EU legislation is no barrel of laughs. Having spent many hours deciphering tobacco and food labelling directives in my previous role as the advocacy officer at the Irish Heart Foundation; I think I’m allowed say that with confidence. However, these hours spent getting friendly with EU legislation have shown me that EU directives are one of the most powerful tools in the Union’s disposal. Directives are developed by the European Commission with input from other institutions and third parties, then, they are voted on and passed by the European Parliament. Member States have to adapt their laws to meet the goals of the directives, but Member States are free to decide how to go about making these changes within a specified timeline. So with 28 Member States (welcome Croatia!); delay and disagreement are inevitable throughout the process.

Previous EU pricing and reimbursement procedures for medicines mainly involved the submission of an application, followed by a decision-making process to determine the price of the medicine and/or its eligibility to reimbursement. However, with the evolution of innovative medicines, the increases in healthcare costs and the establishment of health technology assessments (HTAs), the process has become more cumbersome and in need of an overhaul. In fact, studies show that delays in pricing and reimbursement decisions could be up to 700 days for innovative medicines and up to 250 days for generics. Based on this research the EU Commission developed a proposal to update pricing and reimbursement procedures.

EU Parliament Plenary Vote on the Proposal

The proposal encourages faster pricing and reimbursement decisions and stronger enforcement measures – win, win for both patients and industry as access to medicines is improved. But least you forget, this is Europe, and Member States are facing austerity and massive reductions to health budgets. Unsurprisingly, negotiations in the EU Council have proved to be difficult when Member States raised a number of concerns around amendments to shorten the time Member State governments are allotted to complete and publish pricing and reimbursement decisions.

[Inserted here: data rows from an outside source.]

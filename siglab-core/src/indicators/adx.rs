//! ADX conviction — trend-strength gate with direction from the DIs.
//!
//! Wilder ADX: smoothed +DM/-DM over smoothed TR give +DI/-DI, DX is their
//! normalized spread, ADX the smoothed DX. When ADX clears the strength
//! threshold the conviction is ±0.5 by the sign of (+DI − -DI); a weak or
//! directionless market reads 0.

use crate::domain::Bar;
use crate::indicators::atr::{true_range, wilder_smooth};
use crate::indicators::{Indicator, IndicatorId};

#[derive(Debug, Clone)]
pub struct Adx {
    period: usize,
    threshold: f64,
}

impl Adx {
    pub fn new(period: usize, threshold: f64) -> Self {
        assert!(period >= 1, "ADX period must be >= 1");
        Self { period, threshold }
    }
}

impl Indicator for Adx {
    fn id(&self) -> IndicatorId {
        IndicatorId::Adx
    }

    fn lookback(&self) -> usize {
        // period bars for DI smoothing, then the ADX smoothing seed on top.
        2 * self.period - 1
    }

    fn compute(&self, bars: &[Bar]) -> Vec<f64> {
        let n = bars.len();
        let result = vec![f64::NAN; n];
        if n < 2 {
            return result;
        }

        // Directional movement
        let mut plus_dm = vec![f64::NAN; n];
        let mut minus_dm = vec![f64::NAN; n];
        for i in 1..n {
            let high_diff = bars[i].high - bars[i - 1].high;
            let low_diff = bars[i - 1].low - bars[i].low;
            plus_dm[i] = if high_diff > low_diff && high_diff > 0.0 {
                high_diff
            } else {
                0.0
            };
            minus_dm[i] = if low_diff > high_diff && low_diff > 0.0 {
                low_diff
            } else {
                0.0
            };
        }

        let mut tr = true_range(bars);
        tr[0] = f64::NAN; // no previous close
        let smooth_tr = wilder_smooth(&tr, self.period);
        let smooth_plus = wilder_smooth(&plus_dm, self.period);
        let smooth_minus = wilder_smooth(&minus_dm, self.period);

        let mut dx = vec![f64::NAN; n];
        let mut di_spread = vec![f64::NAN; n];
        for i in 0..n {
            if smooth_tr[i].is_nan()
                || smooth_plus[i].is_nan()
                || smooth_minus[i].is_nan()
                || smooth_tr[i] == 0.0
            {
                continue;
            }
            let plus_di = 100.0 * smooth_plus[i] / smooth_tr[i];
            let minus_di = 100.0 * smooth_minus[i] / smooth_tr[i];
            let di_sum = plus_di + minus_di;
            di_spread[i] = plus_di - minus_di;
            dx[i] = if di_sum == 0.0 {
                0.0
            } else {
                100.0 * (plus_di - minus_di).abs() / di_sum
            };
        }

        let adx = wilder_smooth(&dx, self.period);

        adx.iter()
            .zip(&di_spread)
            .map(|(&a, &spread)| {
                if a.is_nan() || spread.is_nan() {
                    f64::NAN
                } else if a > self.threshold && spread > 0.0 {
                    0.5
                } else if a > self.threshold && spread < 0.0 {
                    -0.5
                } else {
                    0.0
                }
            })
            .collect()
    }
}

What are the proposed changes?

Below is an overview of the key points of the proposal which are currently undergoing additional amendments prior to another EU Parliament vote.

Proposal Amendments

Benefit to Our Clients

My Perspective

Guaranteeing shorter time limits for national, regional or local decisions on pricing and reimbursement
  • Medicinal products reviewed in 120 days instead of 180 days, except for complex procedures
  • Generic medicinal products reviewed in 30 days instead of 180 days when the price of the reference product has already been approved or has already been included in the public health insurance system
There was little support for shorter maximum time limits for completing and publishing pricing and reimbursement decisions for innovative medicines so this amendment will likely be “watered down” in the final adopted version
Increasing the effectiveness of the Directive by proposing strong enforcement measures, i.e. in case of non-compliance with the time limits, a Member State has to designate a body entrusted with the powers to take rapid measures
  • A penalty payment, calculated by day of delay, will be imposed on governmental bodies responsible for decisions if the time limit is exceeded
There was disagreement about the enforcement role of the EU. As such, expect a reduction of the key tools that would enable a better enforcement, including the remedies for infringement of EU law at a national level, requirements for dialogue with stakeholders and regular monitoring of implementation


Overall, there is strong support for this directive in the parliament so adoption at the next EU Parliamentary vote is likely. As it stands the changes will improve the pricing and reimbursement process in the following ways:

  • More comprehensive and tailored files for product approval/pricing/reimbursement submissions
  • More favourable public health/treatment/regulatory guidelines
  • Reduction of lead time in approval
  • Preferable labelling and indication
  • Better price and reimbursement conditions as an updated structure is implemented

However, a timeline for consultation has not been published by the European Parliament – so I’ll be sure to watch this space and keep you all informed of any developments in Brussels.